Oggi quando passo con l’auto aziendale, vestito di tutto punto, e vedo in lontananza un disperato che chiede la carità o una parola, uno sguardo, mi fermo: spesso lo aiuto come se rivivessi il mio passato. Oggi la mia giornata prosegue con delle certezze che prima non avevo. La speranza, se si ha cuore e fortuna, non va mai perduta.
Forse sono sceso ad un compromesso con questa città così bella nel suo silenzio che inquisisce ed emargina. Quando torno a vedere i luoghi della mia esistenza randagia, un sorriso di ironia o una lacrima di amarezza appaiono sul mio viso. La città continua ad alzarsi e lavorare per produrre ma le persone che restano sperdute nel suo sottobosco sembrano meritare ancora la sua indifferenza. Le porte restano ancora sbarrate davanti a loro come un tempo davanti a me.
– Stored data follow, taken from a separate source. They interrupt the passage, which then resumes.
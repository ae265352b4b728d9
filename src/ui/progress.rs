//! Progress indicators with CI fallback

use super::context::UiContext;
use console::style;
use indicatif::{ProgressBar, ProgressStyle};
use std::time::Duration;

/// A task spinner with CI fallback
pub struct TaskSpinner {
    spinner: Option<ProgressBar>,
    interactive: bool,
}

impl TaskSpinner {
    pub fn new(ctx: &UiContext) -> Self {
        Self {
            spinner: None,
            interactive: ctx.use_fancy_output(),
        }
    }

    /// Start the spinner with a message
    pub fn start(&mut self, message: &str) {
        if self.interactive {
            let spinner = ProgressBar::new_spinner();
            if let Ok(spinner_style) = ProgressStyle::default_spinner()
                .template("  {spinner:.cyan} {msg}  {elapsed:.dim}")
            {
                spinner.set_style(spinner_style.tick_chars("⠋⠙⠹⠸⠼⠴⠦⠧⠇⠏ "));
            }
            spinner.set_message(message.to_string());
            spinner.enable_steady_tick(Duration::from_millis(120));
            self.spinner = Some(spinner);
        } else {
            println!("{} {}", style("...").dim(), message);
        }
    }

    /// Update the spinner message
    pub fn message(&mut self, message: &str) {
        if let Some(ref spinner) = self.spinner {
            spinner.set_message(message.to_string());
        }
    }

    /// Stop with success message
    pub fn stop(&mut self, message: &str) {
        self.finish(style("✓").green(), "[OK]", message);
    }

    /// Stop with error message
    pub fn stop_error(&mut self, message: &str) {
        self.finish(style("✗").red(), "[FAIL]", message);
    }

    /// Stop with warning message
    pub fn stop_warn(&mut self, message: &str) {
        self.finish(style("!").yellow(), "[WARN]", message);
    }

    /// Clear the spinner without any message
    pub fn clear(&mut self) {
        if let Some(spinner) = self.spinner.take() {
            spinner.finish_and_clear();
        }
    }

    fn finish(&mut self, symbol: console::StyledObject<&str>, plain: &str, message: &str) {
        if let Some(spinner) = self.spinner.take() {
            spinner.finish_and_clear();
        }
        if self.interactive {
            println!("  {} {}", symbol, message);
        } else {
            println!("{} {}", plain, message);
        }
    }
}

impl Drop for TaskSpinner {
    fn drop(&mut self) {
        self.clear();
    }
}

#[cfg(test)]
mod tests {
    use super::*;

    #[test]
    fn spinner_non_interactive() {
        let ctx = UiContext::non_interactive();
        let mut spinner = TaskSpinner::new(&ctx);
        spinner.start("Installing...");
        spinner.message("Fetching manifest");
        spinner.stop("Done");
        // Should not panic
    }

    #[test]
    fn stopping_twice_is_harmless() {
        let ctx = UiContext::non_interactive();
        let mut spinner = TaskSpinner::new(&ctx);
        spinner.start("Activating...");
        spinner.stop_error("Failed");
        spinner.clear();
    }
}
//! Request and response model seen by the worker
//!
//! Only the parts of a request the caching strategy looks at are modeled:
//! method, URL, mode and destination. Responses carry their body in full;
//! cloning a response is how a copy is handed to the cache.

use crate::error::{OffcacheError, OffcacheResult};
use serde::{Deserialize, Serialize};
use std::fmt;
use std::str::FromStr;
use url::Url;

/// Schemes the worker can fetch and cache. Anything else is passed through.
const FETCHABLE_SCHEMES: &[&str] = &["http", "https"];

/// HTTP request method
#[derive(Debug, Clone, Copy, PartialEq, Eq, Hash, Default, Serialize, Deserialize)]
#[serde(rename_all = "UPPERCASE")]
pub enum Method {
    #[default]
    Get,
    Head,
    Post,
    Put,
    Delete,
    Patch,
    Options,
}

impl Method {
    pub fn as_str(&self) -> &'static str {
        match self {
            Self::Get => "GET",
            Self::Head => "HEAD",
            Self::Post => "POST",
            Self::Put => "PUT",
            Self::Delete => "DELETE",
            Self::Patch => "PATCH",
            Self::Options => "OPTIONS",
        }
    }
}

impl fmt::Display for Method {
    fn fmt(&self, f: &mut fmt::Formatter<'_>) -> fmt::Result {
        f.write_str(self.as_str())
    }
}

impl FromStr for Method {
    type Err = OffcacheError;

    fn from_str(s: &str) -> Result<Self, Self::Err> {
        match s.to_ascii_uppercase().as_str() {
            "GET" => Ok(Self::Get),
            "HEAD" => Ok(Self::Head),
            "POST" => Ok(Self::Post),
            "PUT" => Ok(Self::Put),
            "DELETE" => Ok(Self::Delete),
            "PATCH" => Ok(Self::Patch),
            "OPTIONS" => Ok(Self::Options),
            other => Err(OffcacheError::User(format!("Unknown HTTP method: {}", other))),
        }
    }
}

/// How the request was issued by the page
#[derive(Debug, Clone, Copy, PartialEq, Eq, Default)]
pub enum RequestMode {
    /// Top-level page navigation
    Navigate,
    /// Subresource load
    #[default]
    NoCors,
}

/// What the requested resource will be used for
#[derive(Debug, Clone, Copy, PartialEq, Eq, Default)]
pub enum Destination {
    Document,
    Script,
    Style,
    Image,
    Font,
    Manifest,
    #[default]
    Empty,
}

impl FromStr for Destination {
    type Err = OffcacheError;

    fn from_str(s: &str) -> Result<Self, Self::Err> {
        match s.to_ascii_lowercase().as_str() {
            "document" => Ok(Self::Document),
            "script" => Ok(Self::Script),
            "style" => Ok(Self::Style),
            "image" => Ok(Self::Image),
            "font" => Ok(Self::Font),
            "manifest" => Ok(Self::Manifest),
            "" | "empty" => Ok(Self::Empty),
            other => Err(OffcacheError::User(format!(
                "Unknown request destination: {}",
                other
            ))),
        }
    }
}

/// An outgoing request intercepted by the worker
#[derive(Debug, Clone)]
pub struct Request {
    pub url: Url,
    pub method: Method,
    pub mode: RequestMode,
    pub destination: Destination,
}

impl Request {
    /// A plain GET subresource request
    pub fn get(url: Url) -> Self {
        Self {
            url,
            method: Method::Get,
            mode: RequestMode::NoCors,
            destination: Destination::Empty,
        }
    }

    /// A top-level navigation to `url`
    pub fn navigate(url: Url) -> Self {
        Self {
            url,
            method: Method::Get,
            mode: RequestMode::Navigate,
            destination: Destination::Document,
        }
    }

    /// Parse `url` and build a GET request for it
    pub fn parse(url: &str) -> OffcacheResult<Self> {
        let url = Url::parse(url).map_err(|e| OffcacheError::InvalidUrl {
            url: url.to_string(),
            reason: e.to_string(),
        })?;
        Ok(Self::get(url))
    }

    pub fn with_method(mut self, method: Method) -> Self {
        self.method = method;
        self
    }

    pub fn with_destination(mut self, destination: Destination) -> Self {
        self.destination = destination;
        self
    }

    /// Whether this request loads a page (eligible for the offline fallback)
    pub fn is_navigation(&self) -> bool {
        self.mode == RequestMode::Navigate || self.destination == Destination::Document
    }

    /// Whether the URL scheme is one the worker can fetch
    pub fn has_fetchable_scheme(&self) -> bool {
        FETCHABLE_SCHEMES.contains(&self.url.scheme())
    }

    /// Cache key for this request
    pub fn cache_key(&self) -> CacheKey {
        CacheKey::new(self.method, &self.url)
    }
}

/// Identity of a stored entry: method plus absolute URL
#[derive(Debug, Clone, PartialEq, Eq, Hash, PartialOrd, Ord, Serialize, Deserialize)]
#[serde(transparent)]
pub struct CacheKey(String);

impl CacheKey {
    pub fn new(method: Method, url: &Url) -> Self {
        Self(format!("{} {}", method, url))
    }

    pub fn as_str(&self) -> &str {
        &self.0
    }

    /// The URL part of the key
    pub fn url(&self) -> &str {
        self.0.split_once(' ').map(|(_, url)| url).unwrap_or(&self.0)
    }
}

impl fmt::Display for CacheKey {
    fn fmt(&self, f: &mut fmt::Formatter<'_>) -> fmt::Result {
        f.write_str(&self.0)
    }
}

/// Response type as the browser would classify it
#[derive(Debug, Clone, Copy, PartialEq, Eq, Serialize, Deserialize)]
#[serde(rename_all = "lowercase")]
pub enum ResponseKind {
    /// Same-origin response
    Basic,
    /// Cross-origin response
    Cors,
}

/// A response, either from the network or the cache
#[derive(Debug, Clone, PartialEq, Eq)]
pub struct Response {
    pub url: String,
    pub status: u16,
    pub headers: Vec<(String, String)>,
    pub body: Vec<u8>,
    pub kind: ResponseKind,
}

impl Response {
    pub fn new(url: impl Into<String>, status: u16, body: impl Into<Vec<u8>>) -> Self {
        Self {
            url: url.into(),
            status,
            headers: Vec::new(),
            body: body.into(),
            kind: ResponseKind::Basic,
        }
    }

    pub fn with_kind(mut self, kind: ResponseKind) -> Self {
        self.kind = kind;
        self
    }

    pub fn with_header(mut self, name: impl Into<String>, value: impl Into<String>) -> Self {
        self.headers.push((name.into(), value.into()));
        self
    }

    /// Status is 2xx
    pub fn is_ok(&self) -> bool {
        (200..300).contains(&self.status)
    }

    /// Eligible for runtime caching: a same-origin 2xx with a full body.
    ///
    /// 206 is excluded; a partial body must never answer a full request.
    pub fn is_cacheable(&self) -> bool {
        self.kind == ResponseKind::Basic && self.is_ok() && self.status != 206
    }

    /// First header value matching `name` (case-insensitive)
    pub fn header(&self, name: &str) -> Option<&str> {
        self.headers
            .iter()
            .find(|(k, _)| k.eq_ignore_ascii_case(name))
            .map(|(_, v)| v.as_str())
    }
}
Oggi capisco quanto sia orribile la bellezza!
Ho imparato che l’emarginazione non dura mai quanto la speranza e che il grido della condanna altrui non è forte come quello lanciato da chi rinasce alla vita.
La città si è aperta a me o sono io che mi sono aperto alla città?
La risposta verrà , ma più avanti, più avanti.